TASK DESCRIPTION — Every line of the entries below from the one containing "use clap::Parser;" to the one containing "#[arg(short, long, default_value_t", both ends included, must be written out exactly. No other line belongs in the answer.

EXTRACTED RECORDS —
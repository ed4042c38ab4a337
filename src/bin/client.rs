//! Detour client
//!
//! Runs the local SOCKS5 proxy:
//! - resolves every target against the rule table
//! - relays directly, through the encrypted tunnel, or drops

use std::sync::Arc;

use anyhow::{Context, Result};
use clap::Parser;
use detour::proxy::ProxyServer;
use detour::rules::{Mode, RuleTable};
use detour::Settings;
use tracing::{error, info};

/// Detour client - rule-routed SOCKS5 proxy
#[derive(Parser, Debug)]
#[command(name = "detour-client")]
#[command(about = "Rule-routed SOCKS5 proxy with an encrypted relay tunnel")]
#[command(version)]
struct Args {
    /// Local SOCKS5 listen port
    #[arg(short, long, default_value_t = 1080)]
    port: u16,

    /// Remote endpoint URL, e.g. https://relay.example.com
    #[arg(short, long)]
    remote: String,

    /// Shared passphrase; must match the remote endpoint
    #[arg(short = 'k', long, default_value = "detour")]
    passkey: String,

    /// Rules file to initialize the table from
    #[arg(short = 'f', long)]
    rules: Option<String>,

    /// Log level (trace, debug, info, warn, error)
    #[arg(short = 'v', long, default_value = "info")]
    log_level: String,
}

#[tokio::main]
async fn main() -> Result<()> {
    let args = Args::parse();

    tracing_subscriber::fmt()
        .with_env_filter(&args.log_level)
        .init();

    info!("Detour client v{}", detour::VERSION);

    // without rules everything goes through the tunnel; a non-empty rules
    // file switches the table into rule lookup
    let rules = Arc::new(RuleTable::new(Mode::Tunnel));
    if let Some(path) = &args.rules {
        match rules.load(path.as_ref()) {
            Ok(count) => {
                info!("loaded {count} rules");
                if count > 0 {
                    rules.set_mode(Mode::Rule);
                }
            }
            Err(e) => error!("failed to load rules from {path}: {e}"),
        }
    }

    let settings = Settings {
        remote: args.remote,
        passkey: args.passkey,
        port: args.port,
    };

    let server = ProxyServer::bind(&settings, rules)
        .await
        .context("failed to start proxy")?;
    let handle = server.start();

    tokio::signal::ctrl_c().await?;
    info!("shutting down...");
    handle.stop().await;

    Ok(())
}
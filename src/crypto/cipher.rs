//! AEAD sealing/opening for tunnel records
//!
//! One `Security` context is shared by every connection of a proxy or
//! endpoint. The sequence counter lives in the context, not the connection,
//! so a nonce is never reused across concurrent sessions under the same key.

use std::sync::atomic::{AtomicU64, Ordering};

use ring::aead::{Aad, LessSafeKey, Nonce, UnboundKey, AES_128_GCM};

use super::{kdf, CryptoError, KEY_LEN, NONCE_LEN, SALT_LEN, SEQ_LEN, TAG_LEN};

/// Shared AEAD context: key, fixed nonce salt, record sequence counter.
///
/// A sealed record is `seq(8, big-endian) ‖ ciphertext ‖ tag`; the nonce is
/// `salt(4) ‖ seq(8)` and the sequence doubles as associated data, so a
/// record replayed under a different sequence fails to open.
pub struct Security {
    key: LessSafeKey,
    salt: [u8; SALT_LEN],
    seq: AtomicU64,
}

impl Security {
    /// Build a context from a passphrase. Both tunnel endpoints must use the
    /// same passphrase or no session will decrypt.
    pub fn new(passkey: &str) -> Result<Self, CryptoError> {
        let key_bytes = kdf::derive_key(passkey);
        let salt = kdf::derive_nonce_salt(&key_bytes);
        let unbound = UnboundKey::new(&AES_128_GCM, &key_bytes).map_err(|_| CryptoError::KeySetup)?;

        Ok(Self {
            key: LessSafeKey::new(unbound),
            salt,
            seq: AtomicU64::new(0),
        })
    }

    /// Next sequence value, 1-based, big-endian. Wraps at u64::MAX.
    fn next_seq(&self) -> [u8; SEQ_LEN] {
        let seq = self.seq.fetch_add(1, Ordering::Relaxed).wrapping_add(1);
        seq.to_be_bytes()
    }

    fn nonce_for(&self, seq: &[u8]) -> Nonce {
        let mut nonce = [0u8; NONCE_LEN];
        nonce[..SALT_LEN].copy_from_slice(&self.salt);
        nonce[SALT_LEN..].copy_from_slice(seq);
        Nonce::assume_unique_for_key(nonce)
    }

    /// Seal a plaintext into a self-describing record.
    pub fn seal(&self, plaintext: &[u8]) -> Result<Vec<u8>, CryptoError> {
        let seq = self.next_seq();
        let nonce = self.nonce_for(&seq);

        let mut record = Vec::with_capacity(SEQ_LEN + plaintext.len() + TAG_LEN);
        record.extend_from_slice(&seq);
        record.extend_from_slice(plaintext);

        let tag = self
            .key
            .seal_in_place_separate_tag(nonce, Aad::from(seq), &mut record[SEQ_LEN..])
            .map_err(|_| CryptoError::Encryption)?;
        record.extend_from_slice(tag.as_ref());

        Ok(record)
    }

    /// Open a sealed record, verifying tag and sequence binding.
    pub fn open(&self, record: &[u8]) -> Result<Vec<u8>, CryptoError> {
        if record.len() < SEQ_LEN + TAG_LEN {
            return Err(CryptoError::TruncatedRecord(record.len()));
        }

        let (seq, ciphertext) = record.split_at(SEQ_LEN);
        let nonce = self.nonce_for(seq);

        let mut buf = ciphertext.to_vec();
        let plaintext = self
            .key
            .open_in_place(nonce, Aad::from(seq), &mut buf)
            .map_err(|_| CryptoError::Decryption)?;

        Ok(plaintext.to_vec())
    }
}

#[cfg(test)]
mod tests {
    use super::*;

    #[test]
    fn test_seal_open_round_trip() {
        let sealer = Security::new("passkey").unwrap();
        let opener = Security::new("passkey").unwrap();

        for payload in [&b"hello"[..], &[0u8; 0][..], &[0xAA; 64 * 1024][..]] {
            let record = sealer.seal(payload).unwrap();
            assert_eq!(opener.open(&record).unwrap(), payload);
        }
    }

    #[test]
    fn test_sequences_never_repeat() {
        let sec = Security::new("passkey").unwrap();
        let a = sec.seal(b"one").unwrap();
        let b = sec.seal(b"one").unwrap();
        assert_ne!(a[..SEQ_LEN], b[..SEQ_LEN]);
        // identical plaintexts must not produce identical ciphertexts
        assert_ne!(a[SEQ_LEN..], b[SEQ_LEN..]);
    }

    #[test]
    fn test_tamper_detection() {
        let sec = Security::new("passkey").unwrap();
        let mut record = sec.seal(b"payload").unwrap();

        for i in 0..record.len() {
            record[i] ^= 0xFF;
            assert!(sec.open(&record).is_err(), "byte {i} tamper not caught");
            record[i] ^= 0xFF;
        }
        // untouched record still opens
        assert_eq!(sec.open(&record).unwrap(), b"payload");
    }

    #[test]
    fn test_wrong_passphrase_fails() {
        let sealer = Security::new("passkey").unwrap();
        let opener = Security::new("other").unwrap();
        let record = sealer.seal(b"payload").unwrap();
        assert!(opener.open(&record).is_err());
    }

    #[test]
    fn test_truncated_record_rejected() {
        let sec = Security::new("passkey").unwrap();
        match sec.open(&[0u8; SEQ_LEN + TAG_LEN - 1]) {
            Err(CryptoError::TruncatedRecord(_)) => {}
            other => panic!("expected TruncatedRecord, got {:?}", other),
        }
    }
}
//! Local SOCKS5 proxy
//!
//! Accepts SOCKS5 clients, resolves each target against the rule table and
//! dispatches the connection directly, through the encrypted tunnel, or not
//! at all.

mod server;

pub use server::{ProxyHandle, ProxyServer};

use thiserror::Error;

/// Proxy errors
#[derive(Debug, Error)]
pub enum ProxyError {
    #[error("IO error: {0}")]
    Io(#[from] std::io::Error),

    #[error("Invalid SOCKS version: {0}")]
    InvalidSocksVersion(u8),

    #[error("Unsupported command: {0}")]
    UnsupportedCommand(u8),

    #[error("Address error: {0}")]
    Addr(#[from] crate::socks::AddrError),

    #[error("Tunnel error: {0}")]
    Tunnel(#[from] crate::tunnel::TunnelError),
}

TASK RESPONSE —
use clap::Parser;
use detour::proxy::ProxyServer;
use detour::rules::{Mode, RuleTable};
use detour::Settings;
use tracing::{error, info};

/// Detour client - rule-routed SOCKS5 proxy
#[derive(Parser, Debug)]
#[command(name = "detour-client")]
#[command(about = "Rule-routed SOCKS5 proxy with an encrypted relay tunnel")]
#[command(version)]
struct Args {
    /// Local SOCKS5 listen port
    #[arg(short, long, default_value_t = 1080)]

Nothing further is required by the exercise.